From: | "cr88192" <cr88192@hotmail.com> |
Newsgroups: | comp.compilers |
Date: | Mon, 16 Feb 2009 07:27:28 +1000 |
Organization: | albasani.net |
References: | 09-02-021 09-02-035 09-02-054 |
Keywords: | design |
Posted-Date: | 15 Feb 2009 18:36:07 EST |
"Tony" <tony@my.net> wrote
> "Hans Aberg" <haberg_20080406@math.su.se> wrote in message
>> marco.m.petersen@gmail.com wrote:
>>> I mean, if you wrote a program that converts code from BASIC to C++
>>> then calls another compiler to do the compilation process, wouldn't
>>> that be considered as a compiler?
>>
>> Yes, formally a compiler just translates one computer language into
>> another. For example, an assembler translates into the machine code
>> language.
>
> I would say that is simply translation and not compilation because there
> is
> no intermediate representation. The IR (and the creation of it via
> lex/parse/semantic analysis before code generation) is what I think
> distinguishes compilers from interpreters and translators.
>
I will disagree here...
it is not an IR which makes it a compiler, and infact many simpler compilers
for many languages may lack an IR altogether...

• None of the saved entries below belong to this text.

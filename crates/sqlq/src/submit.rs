//! Building a task submission, either directly or from a script call's
//! arguments.

use crate::error::{Error, Result};
use crate::host::{CallbackRef, ContextId, ObjectId, ScriptHost};
use crate::registry::DbHandle;
use crate::variant::Value;

/// The two axes the script-facing query builtins differ on.
#[derive(Debug, Clone, Copy, PartialEq, Eq)]
pub struct SubmitMode {
    /// Keep row results for the callback.
    pub save: bool,
    /// Run the callback as a method on this object.
    pub target: Option<ObjectId>,
}

impl SubmitMode {
    pub const QUERY: SubmitMode = SubmitMode {
        save: true,
        target: None,
    };

    pub const QUERY_NOSAVE: SubmitMode = SubmitMode {
        save: false,
        target: None,
    };

    pub fn object_query(target: ObjectId) -> Self {
        SubmitMode {
            save: true,
            target: Some(target),
        }
    }

    pub fn object_query_nosave(target: ObjectId) -> Self {
        SubmitMode {
            save: false,
            target: Some(target),
        }
    }
}

/// A query to run in the background.
///
/// ```
/// use sqlq::{CallbackRef, ContextId, DbHandle, QueryRequest, Value};
///
/// let request = QueryRequest::new(DbHandle(1), "SELECT name FROM players", ContextId(1))
///     .callback(CallbackRef(7))
///     .passthrough(Value::Int(3));
/// assert!(request.save);
/// ```
#[derive(Debug, Clone, PartialEq)]
pub struct QueryRequest {
    pub handle: DbHandle,
    pub query: String,
    pub callback: Option<CallbackRef>,
    pub passthrough: Option<Value>,
    pub save: bool,
    pub target: Option<ObjectId>,
    /// Execution context the result belongs to. The result is dropped if
    /// the host has moved on to another context by the time it is drained.
    pub context: ContextId,
}

impl QueryRequest {
    pub fn new(handle: DbHandle, query: impl Into<String>, context: ContextId) -> Self {
        QueryRequest {
            handle,
            query: query.into(),
            callback: None,
            passthrough: None,
            save: true,
            target: None,
            context,
        }
    }

    pub fn callback(mut self, callback: CallbackRef) -> Self {
        self.callback = Some(callback);
        self
    }

    pub fn passthrough(mut self, value: Value) -> Self {
        self.passthrough = Some(value);
        self
    }

    pub fn nosave(mut self) -> Self {
        self.save = false;
        self
    }

    pub fn bound_to(mut self, target: ObjectId) -> Self {
        self.target = Some(target);
        self
    }

    /// Read a submission from the current script call: argument 0 is the
    /// handle, 1 the query, 2 an optional callback and 3 an optional
    /// passthrough value. The request belongs to the host's current context.
    pub fn from_host<H: ScriptHost + ?Sized>(
        host: &H,
        mode: SubmitMode,
        max_string_len: usize,
    ) -> Result<Self> {
        let (Some(handle), Some(query)) = (host.arg_int(0), host.arg_string(1)) else {
            return Err(Error::InvalidArguments);
        };
        let context = host.current_context().ok_or(Error::NoContext)?;
        Ok(QueryRequest {
            handle: DbHandle::from_raw(handle),
            query,
            callback: host.arg_function(2),
            passthrough: Value::probe(host, 3, max_string_len),
            save: mode.save,
            target: mode.target,
            context,
        })
    }
}
//! Passthrough value carried from submission to callback.

use crate::config::truncate_to;
use crate::host::{ObjectRef, ScriptHost};

/// One optional argument a script attaches to a query and gets back as the
/// callback's first parameter.
#[derive(Debug, Clone, PartialEq)]
pub enum Value {
    Int(i32),
    Float(f32),
    String(String),
    Vector([f32; 3]),
    Object(ObjectRef),
}

impl Value {
    /// Probe argument `index` in the fixed order int, float, string, vector,
    /// object. The first kind the host can read wins.
    pub fn probe<H: ScriptHost + ?Sized>(host: &H, index: usize, max_string_len: usize) -> Option<Self> {
        if let Some(v) = host.arg_int(index) {
            return Some(Value::Int(v));
        }
        if let Some(v) = host.arg_float(index) {
            return Some(Value::Float(v));
        }
        if let Some(v) = host.arg_string(index) {
            return Some(Value::String(truncate_to(v, max_string_len)));
        }
        if let Some(v) = host.arg_vector(index) {
            return Some(Value::Vector(v));
        }
        host.arg_object(index).map(Value::Object)
    }

    /// Push onto the host stack, tagged by kind.
    pub fn push_to<H: ScriptHost + ?Sized>(&self, host: &mut H) {
        match self {
            Value::Int(v) => host.push_int(*v),
            Value::Float(v) => host.push_float(*v),
            Value::String(v) => host.push_string(v),
            Value::Vector(v) => host.push_vector(*v),
            Value::Object(v) => host.push_object(*v),
        }
    }
}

rather, I think it is more about the semantic symmetry between the
input and the output. a translator will usually translate between one
form and another, where both forms represent more or less the same
semantics, and can be translated between one and the other with little
or no loss of information (a translator then bases its operation
primarily on the input and output, converting from one form into
another, with the internal machinery of the translator being of
minimal significance).
so, for example, an assembler can convert ASM to machine code, and a
disassembler can (more or less), get it back...
compilers are typically far less symmetric, where what a compiler
produces can typically not be converted back into what it came from,
and usually there is a strong divergence in terms of the semantics
between the input and output (the relation being not so much based on
the relative structure of the input and output, rather it is based on
the internals of the compiler itself...).
but, many tools may fall into a gray area between these extremes.
or such...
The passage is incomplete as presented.